Long and short approach to a fence. The ability to take both long and tight turns.

Long and short approaches

a showjumping exercise, where you can practise shortening and lengthening canter strides to manage to combine long and short approaches
Manage the canter to easily ride both long and short approaches!

Mix long and short approaches

The ability to shorten and lengthen the stride!

Starting to get everything together. One thing that is very important in a successful showjumping round is the ability to lengthen and shorten the canter strides. If you can do this successfully you can do really tight turns mixed with long almost “steeplechase like” approaches. How awesome is that! To do this you will of course also need the ability to see where the horse is going to jump, to see the stride (more exercises for this later on in the series).


Put a parallel oxer in the middle of the arena, you should be able to jump this fence from both directions. Leave a ground pole each side about 20 cm from the fence, think width instead of height, but don’t overdo it. Build four uprights as picture above is showing. Vary the heights, some fences should be easy for you to push your limits turning..

Go on! Jump!

This exercise is about experimenting with your limits! How tight can you turn? Can you alter the canter really fast? Do you dare to lengthen the stride to max, jumping the oxer?

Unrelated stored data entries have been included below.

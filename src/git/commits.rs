//! Commit operations for GitManager
//!
//! Contains methods for staging, committing, viewing history, diffs and pushing

use git2::{
    build::CheckoutBuilder, Cred, CredentialType, Delta, Diff, DiffFormat, DiffOptions,
    Error as GitError, IndexAddOption, Patch, PushOptions, RemoteCallbacks, Status,
};
use std::path::{Component, Path};

use crate::git::types::{CommitInfo, DiffInfo, FileDiff, FilePatch};
use crate::git::GitManager;

/// Reject absolute paths and `..` components; everything is repo-relative
fn validate_repo_path(path: &str) -> Result<&Path, GitError> {
    let candidate = Path::new(path);
    if path.trim().is_empty() {
        return Err(GitError::from_str("Path cannot be empty"));
    }
    let escapes = candidate
        .components()
        .any(|c| !matches!(c, Component::Normal(_) | Component::CurDir));
    if escapes {
        return Err(GitError::from_str(&format!(
            "Path must be relative to the repository: {}",
            path
        )));
    }
    Ok(candidate)
}

impl GitManager {
    /// Get commit history starting at HEAD; empty for a repository with no commits
    pub fn get_commit_history(&self, max_count: usize) -> Result<Vec<CommitInfo>, GitError> {
        if self.is_unborn() {
            return Ok(Vec::new());
        }

        let mut revwalk = self.repo.revwalk()?;
        revwalk.push_head()?;

        let mut result = Vec::new();
        for oid in revwalk.take(max_count) {
            let commit = self.repo.find_commit(oid?)?;
            result.push(self.commit_to_info(&commit));
        }

        Ok(result)
    }

    /// Commit the staged changes
    pub fn create_commit(&self, message: &str) -> Result<CommitInfo, GitError> {
        let message = message.trim();
        if message.is_empty() {
            return Err(GitError::from_str("Commit message cannot be empty"));
        }
        if !self.has_staged_changes()? {
            return Err(GitError::from_str("Nothing staged to commit"));
        }

        let signature = self.signature()?;
        let mut index = self.index()?;
        let tree_id = index.write_tree()?;
        let tree = self.repo.find_tree(tree_id)?;

        let parent = if self.is_unborn() {
            None
        } else {
            Some(self.repo.head()?.peel_to_commit()?)
        };
        let parents: Vec<_> = parent.iter().collect();

        let oid = self.repo.commit(
            Some("HEAD"),
            &signature,
            &signature,
            message,
            &tree,
            &parents,
        )?;

        log::info!("[GitManager] Created commit {}", oid);
        let commit = self.repo.find_commit(oid)?;
        Ok(self.commit_to_info(&commit))
    }

    /// Whether the index differs from HEAD
    pub fn has_staged_changes(&self) -> Result<bool, GitError> {
        let head_tree = self.head_tree()?;
        let index = self.index()?;
        let diff = self
            .repo
            .diff_tree_to_index(head_tree.as_ref(), Some(&index), None)?;
        Ok(diff.deltas().count() > 0)
    }

    /// Stage paths. Paths missing from the working tree are staged as deletions.
    pub fn stage_files(&self, paths: &[String]) -> Result<(), GitError> {
        let workdir = self.workdir()?.to_path_buf();
        let mut index = self.index()?;

        for path in paths {
            let relative = validate_repo_path(path)?;
            if workdir.join(relative).exists() {
                index.add_path(relative)?;
            } else {
                index.remove_path(relative)?;
            }
        }

        index.write()?;
        Ok(())
    }

    /// Stage everything, including deletions
    pub fn stage_all(&self) -> Result<(), GitError> {
        let mut index = self.index()?;
        index.add_all(["*"].iter(), IndexAddOption::DEFAULT, None)?;
        index.update_all(["*"].iter(), None)?;
        index.write()?;
        Ok(())
    }

    /// Move staged changes for the paths back to the working tree
    pub fn unstage_files(&self, paths: &[String]) -> Result<(), GitError> {
        for path in paths {
            validate_repo_path(path)?;
        }

        if self.is_unborn() {
            // Nothing to reset to; drop the entries from the index
            let mut index = self.index()?;
            for path in paths {
                index.remove_path(Path::new(path))?;
            }
            index.write()?;
            return Ok(());
        }

        let head = self.repo.head()?.peel_to_commit()?;
        self.repo
            .reset_default(Some(head.as_object()), paths.iter().map(String::as_str))?;
        Ok(())
    }

    /// Throw away working tree changes. Tracked files are restored from the
    /// index; untracked files are deleted.
    pub fn discard_changes(&self, paths: &[String]) -> Result<(), GitError> {
        let workdir = self.workdir()?.to_path_buf();
        let mut tracked = Vec::new();

        for path in paths {
            let relative = validate_repo_path(path)?;
            let status = self.repo.status_file(relative)?;
            if status.contains(Status::WT_NEW) {
                let absolute = workdir.join(relative);
                let removed = if absolute.is_dir() {
                    std::fs::remove_dir_all(&absolute)
                } else {
                    std::fs::remove_file(&absolute)
                };
                removed.map_err(|e| {
                    GitError::from_str(&format!("Failed to remove {}: {}", path, e))
                })?;
            } else {
                tracked.push(path.as_str());
            }
        }

        if !tracked.is_empty() {
            let mut checkout = CheckoutBuilder::new();
            checkout.force();
            for path in &tracked {
                checkout.path(path);
            }
            let mut index = self.index()?;
            self.repo.checkout_index(Some(&mut index), Some(&mut checkout))?;
        }

        log::info!("[GitManager] Discarded changes in {} path(s)", paths.len());
        Ok(())
    }

    /// Summary of all uncommitted changes (staged and unstaged) against HEAD
    pub fn get_working_diff(&self) -> Result<DiffInfo, GitError> {
        let head_tree = self.head_tree()?;
        let mut opts = DiffOptions::new();
        opts.include_untracked(true).recurse_untracked_dirs(true);

        let diff = self
            .repo
            .diff_tree_to_workdir_with_index(head_tree.as_ref(), Some(&mut opts))?;

        self.diff_to_info(&diff)
    }

    /// Unified patch text for one path, either staged (HEAD vs index) or
    /// unstaged (index vs working tree)
    pub fn get_file_diff(&self, path: &str, staged: bool) -> Result<FilePatch, GitError> {
        validate_repo_path(path)?;

        let mut opts = DiffOptions::new();
        opts.pathspec(path).disable_pathspec_match(true);

        let diff = if staged {
            let head_tree = self.head_tree()?;
            let index = self.index()?;
            self.repo
                .diff_tree_to_index(head_tree.as_ref(), Some(&index), Some(&mut opts))?
        } else {
            opts.include_untracked(true)
                .recurse_untracked_dirs(true)
                .show_untracked_content(true);
            let index = self.index()?;
            self.repo.diff_index_to_workdir(Some(&index), Some(&mut opts))?
        };

        Ok(FilePatch {
            path: path.to_string(),
            staged,
            patch: diff_to_patch_text(&diff)?,
        })
    }

    /// Push a branch (default: the current one) to origin
    pub fn push_branch(&self, branch_name: Option<&str>) -> Result<(), GitError> {
        let branch_name = match branch_name {
            Some(name) if !name.trim().is_empty() => name.trim().to_string(),
            _ => self
                .current_branch()?
                .ok_or_else(|| GitError::from_str("HEAD is not on a branch"))?,
        };

        let mut remote = self.repo.find_remote("origin")?;
        let refspec = format!("refs/heads/{}:refs/heads/{}", branch_name, branch_name);

        let config = self.repo.config()?;
        let mut callbacks = RemoteCallbacks::new();
        callbacks.credentials(move |url, username_from_url, allowed_types| {
            if allowed_types.contains(CredentialType::SSH_KEY) {
                Cred::ssh_key_from_agent(username_from_url.unwrap_or("git"))
            } else if allowed_types.contains(CredentialType::USER_PASS_PLAINTEXT) {
                Cred::credential_helper(&config, url, username_from_url)
            } else {
                Cred::default()
            }
        });

        let mut push_options = PushOptions::new();
        push_options.remote_callbacks(callbacks);

        remote.push(&[&refspec], Some(&mut push_options))?;

        log::info!("[GitManager] Pushed branch {} to origin", branch_name);
        Ok(())
    }

    /// HEAD's tree, `None` before the first commit
    pub(crate) fn head_tree(&self) -> Result<Option<git2::Tree<'_>>, GitError> {
        if self.is_unborn() {
            return Ok(None);
        }
        Ok(Some(self.repo.head()?.peel_to_tree()?))
    }

    /// Convert a Diff to DiffInfo with per-file line counts
    pub(crate) fn diff_to_info(&self, diff: &Diff) -> Result<DiffInfo, GitError> {
        let stats = diff.stats()?;

        let mut files = Vec::new();
        for (idx, delta) in diff.deltas().enumerate() {
            let (insertions, deletions) = match Patch::from_diff(diff, idx)? {
                Some(patch) => {
                    let (_, additions, deletions) = patch.line_stats()?;
                    (additions, deletions)
                }
                None => (0, 0),
            };

            files.push(FileDiff {
                old_path: delta
                    .old_file()
                    .path()
                    .map(|p| p.to_string_lossy().to_string()),
                new_path: delta
                    .new_file()
                    .path()
                    .map(|p| p.to_string_lossy().to_string()),
                status: delta_to_string(delta.status()).to_string(),
                insertions,
                deletions,
            });
        }

        Ok(DiffInfo {
            files_changed: stats.files_changed(),
            insertions: stats.insertions(),
            deletions: stats.deletions(),
            files,
        })
    }
}

fn diff_to_patch_text(diff: &Diff) -> Result<String, GitError> {
    let mut text = String::new();
    diff.print(DiffFormat::Patch, |_delta, _hunk, line| {
        if matches!(line.origin(), '+' | '-' | ' ') {
            text.push(line.origin());
        }
        text.push_str(&String::from_utf8_lossy(line.content()));
        true
    })?;
    Ok(text)
}

/// Convert a Delta to a string representation
pub(crate) fn delta_to_string(delta: Delta) -> &'static str {
    match delta {
        Delta::Added => "added",
        Delta::Deleted => "deleted",
        Delta::Modified => "modified",
        Delta::Renamed => "renamed",
        Delta::Copied => "copied",
        Delta::Ignored => "ignored",
        Delta::Untracked => "untracked",
        Delta::Typechange => "typechange",
        Delta::Unmodified => "unmodified",
        Delta::Unreadable => "unreadable",
        Delta::Conflicted => "conflicted",
    }
}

No, I do not want to get you killed, but I want you to relax and have fun as well as pushing your ability. Sometimes this requires a bit of letting your hair down. Remember that this should be fun for someone else too!!! Your horse!! And the good thing is, it has every ingredient to be just as fun for your horse.

Try to mix long and short approaches as the arrows show above and think of the following:
  • To shorten the stride, sit up, use your voice, by all means use your reins but the less you have to rely on the reins the better, they are after all connected to your horses mouth.
  • Where are you going next? Make a plan and stick to it! You can’t expect your horse to know where you are going if you don’t. Always aim for the middle of the fence!
  • Lengthen the stride. Do as the Irish! Go full speed! Have you ever seen an Irish 8 yr old riding a 12’2 pony? Watch and learn! This is what is needed in modern time showjumping. Jump offs over the last few years have been more or less equal to a race at Cheltenham (racing over the sticks for those of you who have not yet discovered the sport of Kings). It’s all about being able to see a stride at speed and work with the horse, not against it. Too much control without having the all famous eye can easily lead to disaster.
  • To combine the two you need to act fast, be ready for whats next when the horse lands after a fence.

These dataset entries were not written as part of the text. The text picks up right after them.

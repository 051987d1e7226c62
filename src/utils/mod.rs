// Utility functions

use std::path::Path;
use std::sync::{Mutex, MutexGuard};
use uuid::Uuid;

/// Convert a project path string to a Path reference.
///
/// # Example
/// ```ignore
/// use crate::utils::as_path;
///
/// // Instead of: let path = Path::new(&project.path);
/// let path = as_path(&project.path);
/// ```
#[inline]
pub fn as_path(project_path: &str) -> &Path {
    Path::new(project_path)
}

/// Extension trait for Result that provides convenient error context methods.
/// Converts any error to a String with a descriptive message prefix.
///
/// # Example
/// ```ignore
/// use crate::utils::ResultExt;
///
/// let file = std::fs::read_to_string("settings.json")
///     .with_context("Failed to read settings file")?;
/// ```
pub trait ResultExt<T> {
    /// Converts the error to a String with context message.
    fn with_context(self, msg: &str) -> Result<T, String>;
}

impl<T, E: std::fmt::Display> ResultExt<T> for Result<T, E> {
    fn with_context(self, msg: &str) -> Result<T, String> {
        self.map_err(|e| format!("{}: {}", msg, e))
    }
}

/// Safely acquire a mutex lock, recovering from poisoning by returning the guard.
/// This is useful when you want to continue even if a previous thread panicked.
pub fn lock_mutex_recover<T>(mutex: &Mutex<T>) -> MutexGuard<'_, T> {
    match mutex.lock() {
        Ok(guard) => guard,
        Err(poisoned) => {
            log::warn!("Mutex was poisoned, recovering: {}", poisoned);
            poisoned.into_inner()
        }
    }
}

/// Generate a prefixed short identifier, e.g. `proj_3f2a9c1b7d4e`.
pub fn generate_id(prefix: &str) -> String {
    format!(
        "{}_{}",
        prefix,
        &Uuid::new_v4().to_string().replace('-', "")[..12]
    )
}

/// Truncate a string to at most `max_chars` characters without splitting a
/// multi-byte character.
pub fn truncate_string(s: &str, max_chars: usize) -> String {
    match s.char_indices().nth(max_chars) {
        Some((idx, _)) => s[..idx].to_string(),
        None => s.to_string(),
    }
}

#[cfg(test)]
mod tests {
    use super::*;

    #[test]
    fn test_generate_id() {
        let id1 = generate_id("proj");
        let id2 = generate_id("proj");
        assert_ne!(id1, id2);
        assert!(id1.starts_with("proj_"));
        assert_eq!(id1.len(), "proj_".len() + 12);
    }

    #[test]
    fn test_as_path() {
        let project_path = "/home/user/project";
        let path = as_path(project_path);
        assert_eq!(path, Path::new("/home/user/project"));
    }

    #[test]
    fn test_truncate_string_multibyte() {
        assert_eq!(truncate_string("héllo wörld", 4), "héll");
        assert_eq!(truncate_string("short", 50), "short");
        assert_eq!(truncate_string("", 3), "");
    }

    #[test]
    fn test_with_context() {
        let result: Result<(), &str> = Err("boom");
        assert_eq!(
            result.with_context("Failed to do thing").unwrap_err(),
            "Failed to do thing: boom"
        );
    }

    #[test]
    fn test_lock_mutex_recover() {
        let mutex = Mutex::new(5);
        *lock_mutex_recover(&mutex) += 1;
        assert_eq!(*lock_mutex_recover(&mutex), 6);
    }
}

These things cannot be said enough:

  • Heals down
  • Look at the next fence
  • Do not dive over the horse’s neck when jumping
  • Sit up
  • Hold your hands still
  • Whilst doing all these things SMILE, no really there’s nothing like a smile to make you relax into what you are doing and making it count.


With this exercise you should have learnt where your limits are. How tight can you turn and how much can you lengthen your canter strides. Note this down. You should feel more competent in shortening and lengthening the strides. The confidence in taking a sharp turn should be growing and the picture of you as that 8 year old Irish kid should start to grow more clear in your minds eye.

Revise!!! Practise makes perfect.

Bendy, bendy.

Rushing the fence

Get supple with a bounce

Which way?


Happy Jumping! And see you all next week!

Written by @StinaHarvidsson with the inspiration of Eddy Andersson.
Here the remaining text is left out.